My doctor and I continue to work on my problems. I am a willing, even eager patient, and he reads everything he can find on the
latest treatments. Some time ago, he started me on EMDR, Eye Movement
Desensitization and Reprocessing therapy. Even though new and experimental,
I tried it, and it worked. After just one session, I stopped experiencing
nightmares. During EMDR, the therapist uses a metronome, the pendulum
swinging in one-second intervals. The patient follows the pendulum with
his eyes while he tries to recall the details of the traumatic situations he
experienced.
In my case, I move my eyes in time to the metronome and
visualize the nets full of bodies dropping onto the deck of my ship. Occasionally,
my therapist moves his finger in time with the ticking and tells me to pick
a place – visualize
an interrogation cell – and then pay attention to what my body felt like
at the moment. He tells me to concentrate on my immediate feelings and
thoughts and to bring everything out. I don’t know how it works
or why, but during EMDR, I have a running dialogue about the darkest moments
in my life, and the entire time, I keep my eyes locked onto his finger as it
moves back and forth with the ticking metronome.
For me, EMDR therapy
has been a miracle. After only one treatment, I
felt as though I had emerged from a tunnel. I’d lived in darkness
twenty- five years, and then suddenly, I saw the world in a new light. Very
quickly, I was able to relax, and I started sleeping nights as long as two
hours at a time. I felt a new confidence in myself, and I looked forward
to every new day just to measure my progress and experience some new feeling
of release. EMDR. Who’da thunk it? So simple, and yet
so effective.
- Practiced obscurely for twenty years, EMDR therapy has proven
effective, if not the most effective treatment for posttraumatic stress disorder
in combat veterans. Dave was truly blessed when he was linked to this
EMDR therapist.
Now, I treat myself at home whenever I need it. I still take Sertraline,
an antidepressant, but in low doses, and it doesn’t bother me.

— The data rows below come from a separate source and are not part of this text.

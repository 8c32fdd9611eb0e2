use thiserror::Error;

use crate::config::MAX_REQUEST;

/// Why an allocating call could not be served.
///
/// The null-returning entry points collapse every variant into a null
/// pointer; the `try_*` forms hand it back as is.
#[derive(Debug, Clone, Copy, PartialEq, Eq, Error)]
pub enum HeapError {
  #[error("request of {0} bytes is outside 1..={MAX_REQUEST}")]
  InvalidSize(usize),

  #[error("element count times element size overflows")]
  Overflow,

  #[error("program break could not be extended by {0} bytes")]
  BreakExhausted(usize),

  #[error("anonymous mapping of {0} bytes failed")]
  MapFailed(usize),
}

/// A structural defect found by [`Heap::audit`](crate::Heap::audit).
#[derive(Debug, Clone, Copy, PartialEq, Eq, Error)]
pub enum IntegrityError {
  #[error("block {addr:#x} is linked out of address order")]
  Unordered { addr: usize },

  #[error("block {addr:#x} has a broken back link")]
  BrokenLink { addr: usize },

  #[error("block {addr:#x} holds {size} bytes, not a multiple of the alignment")]
  Misaligned { addr: usize, size: usize },

  #[error("mapped block {addr:#x} is linked into the address-ordered list")]
  StrayMapping { addr: usize },

  #[error("adjacent blocks {left:#x} and {right:#x} are both free")]
  Uncoalesced { left: usize, right: usize },

  #[error("bin {bin} is not sorted by size at block {addr:#x}")]
  BinUnsorted { bin: usize, addr: usize },

  #[error("block {addr:#x} sits in bin {found}, expected bin {expected}")]
  Misfiled {
    addr: usize,
    found: usize,
    expected: usize,
  },

  #[error("occupied block {addr:#x} sits in bin {bin}")]
  OccupiedInBin { addr: usize, bin: usize },

  #[error("{binned} blocks are binned but {free} resident blocks are free")]
  Unbinned { binned: usize, free: usize },

  #[error("{counter} reads {recorded} but the heap holds {actual}")]
  CounterDrift {
    counter: &'static str,
    recorded: usize,
    actual: usize,
  },
}
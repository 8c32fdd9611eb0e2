use std::ptr::{self, NonNull};

use libc::{c_void, intptr_t, sbrk};
use log::warn;

use crate::error::HeapError;

/// The two raw OS primitives the heap is built on: monotonic growth of a
/// break and one-shot anonymous mappings.
///
/// # Safety
///
/// Implementors must hand out memory that is readable, writable, aligned to
/// at least [`ALIGNMENT`](crate::config::ALIGNMENT) for mappings, and not
/// used by anyone else. Consecutive break extensions return consecutive
/// addresses unless a third party moved the break in between.
pub unsafe trait HeapSource {
  /// The current break.
  fn current_break(&self) -> *mut u8;

  /// Moves the break up by `increment` bytes and returns the previous break.
  unsafe fn extend_break(
    &mut self,
    increment: usize,
  ) -> Result<NonNull<u8>, HeapError>;

  /// Maps `len` bytes of fresh, zeroed memory.
  unsafe fn map(
    &mut self,
    len: usize,
  ) -> Result<NonNull<u8>, HeapError>;

  /// Returns a region obtained from [`HeapSource::map`] to the OS.
  unsafe fn unmap(
    &mut self,
    region: NonNull<u8>,
    len: usize,
  );
}

unsafe fn os_map(len: usize) -> Result<NonNull<u8>, HeapError> {
  let address = unsafe {
    libc::mmap(
      ptr::null_mut(),
      len,
      libc::PROT_READ | libc::PROT_WRITE,
      libc::MAP_PRIVATE | libc::MAP_ANONYMOUS,
      -1,
      0,
    )
  };

  if address == libc::MAP_FAILED {
    warn!("mmap of {} bytes failed", len);
    return Err(HeapError::MapFailed(len));
  }

  NonNull::new(address as *mut u8).ok_or(HeapError::MapFailed(len))
}

unsafe fn os_unmap(
  region: NonNull<u8>,
  len: usize,
) {
  if unsafe { libc::munmap(region.as_ptr() as *mut c_void, len) } != 0 {
    warn!("munmap of {} bytes at {:?} failed", len, region);
  }
}

/// The process break via `sbrk(2)` and anonymous `mmap(2)`.
#[derive(Debug, Default, Clone, Copy)]
pub struct SystemSource;

unsafe impl HeapSource for SystemSource {
  fn current_break(&self) -> *mut u8 {
    unsafe { sbrk(0) as *mut u8 }
  }

  unsafe fn extend_break(
    &mut self,
    increment: usize,
  ) -> Result<NonNull<u8>, HeapError> {
    let Ok(delta) = intptr_t::try_from(increment) else {
      return Err(HeapError::BreakExhausted(increment));
    };

    let address = unsafe { sbrk(delta) };

    if address == usize::MAX as *mut c_void {
      warn!("sbrk({}) failed", increment);
      return Err(HeapError::BreakExhausted(increment));
    }

    NonNull::new(address as *mut u8).ok_or(HeapError::BreakExhausted(increment))
  }

  unsafe fn map(
    &mut self,
    len: usize,
  ) -> Result<NonNull<u8>, HeapError> {
    unsafe { os_map(len) }
  }

  unsafe fn unmap(
    &mut self,
    region: NonNull<u8>,
    len: usize,
  ) {
    unsafe { os_unmap(region, len) }
  }
}

/// A break emulated inside one fixed anonymous reservation.
///
/// Gives every heap its own contiguous, deterministic region, which the
/// process break cannot offer to several heaps at once. Extending past the
/// reservation fails the way `sbrk` fails when the data segment is exhausted.
#[derive(Debug)]
pub struct ReservedSource {
  base: NonNull<u8>,
  capacity: usize,
  top: usize,
  live_mappings: usize,
  mapping_limit: usize,
}

unsafe impl Send for ReservedSource {}

impl ReservedSource {
  pub fn new(capacity: usize) -> Result<Self, HeapError> {
    let base = unsafe { os_map(capacity)? };

    Ok(Self {
      base,
      capacity,
      top: 0,
      live_mappings: 0,
      mapping_limit: usize::MAX,
    })
  }

  /// Caps how many large-block mappings may be live at once.
  pub fn with_mapping_limit(
    mut self,
    limit: usize,
  ) -> Self {
    self.mapping_limit = limit;
    self
  }

  pub fn base(&self) -> *mut u8 {
    self.base.as_ptr()
  }

  pub fn capacity(&self) -> usize {
    self.capacity
  }

  /// Bytes between the base and the break.
  pub fn used(&self) -> usize {
    self.top
  }

  pub fn live_mappings(&self) -> usize {
    self.live_mappings
  }
}

unsafe impl HeapSource for ReservedSource {
  fn current_break(&self) -> *mut u8 {
    unsafe { self.base.as_ptr().add(self.top) }
  }

  unsafe fn extend_break(
    &mut self,
    increment: usize,
  ) -> Result<NonNull<u8>, HeapError> {
    if increment > self.capacity - self.top {
      warn!(
        "reserved break exhausted: {} of {} bytes used, {} requested",
        self.top, self.capacity, increment
      );
      return Err(HeapError::BreakExhausted(increment));
    }

    let previous = unsafe { NonNull::new_unchecked(self.current_break()) };
    self.top += increment;
    Ok(previous)
  }

  unsafe fn map(
    &mut self,
    len: usize,
  ) -> Result<NonNull<u8>, HeapError> {
    if self.live_mappings >= self.mapping_limit {
      warn!("mapping limit of {} reached", self.mapping_limit);
      return Err(HeapError::MapFailed(len));
    }

    let region = unsafe { os_map(len)? };
    self.live_mappings += 1;
    Ok(region)
  }

  unsafe fn unmap(
    &mut self,
    region: NonNull<u8>,
    len: usize,
  ) {
    unsafe { os_unmap(region, len) };
    self.live_mappings -= 1;
  }
}

impl Drop for ReservedSource {
  fn drop(&mut self) {
    unsafe { os_unmap(self.base, self.capacity) };
  }
}
//! Requests above the large-class edge bypass the bins and the break: each
//! one gets its own mapping, released the moment the block is.

use log::debug;

use crate::{
  block::{BlockHeader, HEADER_SIZE},
  error::HeapError,
  source::HeapSource,
};

pub unsafe fn map_block<S: HeapSource>(
  source: &mut S,
  size: usize,
) -> Result<*mut BlockHeader, HeapError> {
  unsafe {
    let region = source.map(HEADER_SIZE + size)?;
    let block = region.as_ptr() as *mut BlockHeader;
    block.write(BlockHeader::new(size, true));

    debug!("mapped large block {:?} of {} bytes", block, size);
    Ok(block)
  }
}

pub unsafe fn unmap_block<S: HeapSource>(
  source: &mut S,
  block: *mut BlockHeader,
) {
  unsafe {
    debug_assert!((*block).mapped);

    let size = (*block).size;
    source.unmap(std::ptr::NonNull::new_unchecked(block as *mut u8), HEADER_SIZE + size);

    debug!("unmapped large block {:?} of {} bytes", block, size);
  }
}
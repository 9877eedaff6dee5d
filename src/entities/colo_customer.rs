// Colo Customer Entity - Colocation footprint rows from the facility export
//
// The colo sheet names its customer column "Customer Name" rather than
// "Customer"; the alias table is the only place that difference lives.

use std::io;
use std::path::Path;

use chrono::Utc;
use rusqlite::{params, Connection};
use serde::{Deserialize, Serialize};
use tracing::warn;

use crate::config::ResolverConfig;
use crate::db::SqliteCustomerStore;
use crate::entities::{parse_float, parse_int, ImportError, ImportSummary, RowMapper};
use crate::resolver::CustomerResolver;

const CUSTOMER_NAME: &[&str] = &["Customer Name", "customer_name"];
const RACK_LOCATION: &[&str] = &["Rack Location", "rack_location"];
const NEW_CABINET_NUMBER: &[&str] = &["New Cabinet Number", "new_cabinet_number"];
const EQUIPMENT_COUNT: &[&str] = &["Equipment Count", "equipment_count"];
const POWER_USAGE: &[&str] = &["Power Usage", "power_usage"];
const ASSIGNED_ENGINEER: &[&str] = &["Assigned Engineer", "assigned_engineer"];
const NOTES: &[&str] = &["Notes", "notes"];

#[derive(Debug, Clone, PartialEq, Serialize, Deserialize)]
pub struct ColoCustomerRecord {
    pub customer_name: String,
    pub rack_location: Option<String>,
    pub new_cabinet_number: Option<String>,
    pub equipment_count: i64,
    pub power_usage: f64,
    pub assigned_engineer: Option<String>,
    pub notes: Option<String>,
}

fn read_csv<R: io::Read>(reader: R) -> Result<Vec<ColoCustomerRecord>, ImportError> {
    let mut rdr = csv::Reader::from_reader(reader);
    let mapper = RowMapper::new(rdr.headers()?);

    if !mapper.has_any(CUSTOMER_NAME) {
        warn!("colo customers CSV has no recognizable customer column; all rows will resolve to the sentinel customer");
    }

    let mut records = Vec::new();
    for result in rdr.records() {
        let row = result?;
        records.push(ColoCustomerRecord {
            customer_name: mapper.get(&row, CUSTOMER_NAME).unwrap_or("").to_string(),
            rack_location: mapper.get(&row, RACK_LOCATION).map(str::to_string),
            new_cabinet_number: mapper.get(&row, NEW_CABINET_NUMBER).map(str::to_string),
            equipment_count: parse_int(mapper.get(&row, EQUIPMENT_COUNT)),
            power_usage: parse_float(mapper.get(&row, POWER_USAGE)),
            assigned_engineer: mapper.get(&row, ASSIGNED_ENGINEER).map(str::to_string),
            notes: mapper.get(&row, NOTES).map(str::to_string),
        });
    }
    Ok(records)
}

/// Import a colo customers CSV inside a single transaction.
pub fn import_colo_customers<R: io::Read>(
    conn: &mut Connection,
    reader: R,
    config: &ResolverConfig,
) -> Result<ImportSummary, ImportError> {
    let records = read_csv(reader)?;

    let tx = conn.transaction()?;
    let summary = {
        let mut resolver =
            CustomerResolver::with_config(SqliteCustomerStore::new(&tx), config);
        resolver.ensure_unknown_customer()?;
        let memo =
            resolver.process_batch(records.iter().map(|r| r.customer_name.as_str()))?;

        let now = Utc::now().to_rfc3339();
        for record in &records {
            tx.execute(
                "INSERT INTO colo_customers (
                    customer_name, customer_id, rack_location, new_cabinet_number,
                    equipment_count, power_usage, assigned_engineer, notes, created_at
                ) VALUES (?1, ?2, ?3, ?4, ?5, ?6, ?7, ?8, ?9)",
                params![
                    record.customer_name,
                    memo[&record.customer_name],
                    record.rack_location,
                    record.new_cabinet_number,
                    record.equipment_count,
                    record.power_usage,
                    record.assigned_engineer,
                    record.notes,
                    now,
                ],
            )?;
        }

        ImportSummary {
            rows: records.len(),
            resolution: resolver.stats(),
        }
    };
    tx.commit()?;

    Ok(summary)
}

/// Import a colo customers CSV from a file on disk.
pub fn import_colo_customers_from_path(
    conn: &mut Connection,
    path: &Path,
    config: &ResolverConfig,
) -> Result<ImportSummary, ImportError> {
    let file = std::fs::File::open(path)?;
    import_colo_customers(conn, file, config)
}

/// Export all colo customers with the canonical header names.
pub fn export_colo_customers<W: io::Write>(
    conn: &Connection,
    writer: W,
) -> Result<usize, ImportError> {
    let mut wtr = csv::Writer::from_writer(writer);
    wtr.write_record([
        "Customer Name",
        "Rack Location",
        "New Cabinet Number",
        "Equipment Count",
        "Power Usage",
        "Assigned Engineer",
        "Notes",
    ])?;

    let mut stmt = conn.prepare(
        "SELECT customer_name, rack_location, new_cabinet_number, equipment_count,
                power_usage, assigned_engineer, notes
         FROM colo_customers ORDER BY id",
    )?;
    let rows = stmt.query_map([], |row| {
        Ok(ColoCustomerRecord {
            customer_name: row.get(0)?,
            rack_location: row.get(1)?,
            new_cabinet_number: row.get(2)?,
            equipment_count: row.get(3)?,
            power_usage: row.get(4)?,
            assigned_engineer: row.get(5)?,
            notes: row.get(6)?,
        })
    })?;

    let mut count = 0;
    for row in rows {
        let record = row?;
        let equipment = record.equipment_count.to_string();
        let power = record.power_usage.to_string();
        wtr.write_record([
            record.customer_name.as_str(),
            record.rack_location.as_deref().unwrap_or(""),
            record.new_cabinet_number.as_deref().unwrap_or(""),
            equipment.as_str(),
            power.as_str(),
            record.assigned_engineer.as_deref().unwrap_or(""),
            record.notes.as_deref().unwrap_or(""),
        ])?;
        count += 1;
    }
    wtr.flush()?;

    Ok(count)
}

// ============================================================================
// TESTS
// ============================================================================
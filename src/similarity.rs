// String Similarity - Pluggable distance functions for fuzzy name matching
//
// The matcher only ever sees a distance in [0.0, 1.0] (0.0 = identical,
// 1.0 = unrelated), so the underlying algorithm can be swapped without
// touching threshold logic.

/// A string-distance function usable by the name matcher.
///
/// Implementations must be symmetric and return 0.0 for identical inputs.
/// Inputs arrive already lowercased; implementations do not case-fold.
pub trait NameSimilarity {
    /// Distance between two strings: 0.0 = identical, 1.0 = unrelated.
    fn distance(&self, a: &str, b: &str) -> f64;
}

/// Normalized Levenshtein distance (edit distance / longer length).
///
/// Default metric: a one-character typo in a 16-character name scores
/// 1/16 = 0.0625, well inside the accept threshold.
#[derive(Debug, Clone, Copy, Default)]
pub struct NormalizedLevenshtein;

impl NameSimilarity for NormalizedLevenshtein {
    fn distance(&self, a: &str, b: &str) -> f64 {
        1.0 - strsim::normalized_levenshtein(a, b)
    }
}

/// Jaro-Winkler distance. Weighs shared prefixes more heavily, which suits
/// company names that diverge in their suffix ("Acme Corp" vs "Acme Corp.").
#[derive(Debug, Clone, Copy, Default)]
pub struct JaroWinkler;

impl NameSimilarity for JaroWinkler {
    fn distance(&self, a: &str, b: &str) -> f64 {
        1.0 - strsim::jaro_winkler(a, b)
    }
}
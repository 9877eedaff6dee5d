// Name Normalizer - Canonical comparison form for imported customer names
//
// Customers are stored with their original (trimmed) casing; all comparison
// happens case-insensitively downstream. A name that is empty after trimming
// is the signal to route the row to the "Unknown" sentinel customer.

/// Trim an imported customer name down to its canonical form.
///
/// Returns the empty string for missing or all-whitespace input.
pub fn clean_name(raw: &str) -> &str {
    raw.trim()
}

/// True when a raw name carries no usable customer information.
pub fn is_blank(raw: &str) -> bool {
    clean_name(raw).is_empty()
}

I’ve been in therapy ten years now and stopped smoking marijuana. Also,
I no longer experience the red-zone fits of anger that stole from my spirit
for so long. I think through situations now and don’t make stupid,
rash judgments when something unpleasant happens in my life.
The joy I’ve
found in my life is rooted in my family and my God. I
was lucky. My love for Yolanda and my faith in my Maker have meant the
difference between life as it is today and sitting for years in a prison cell.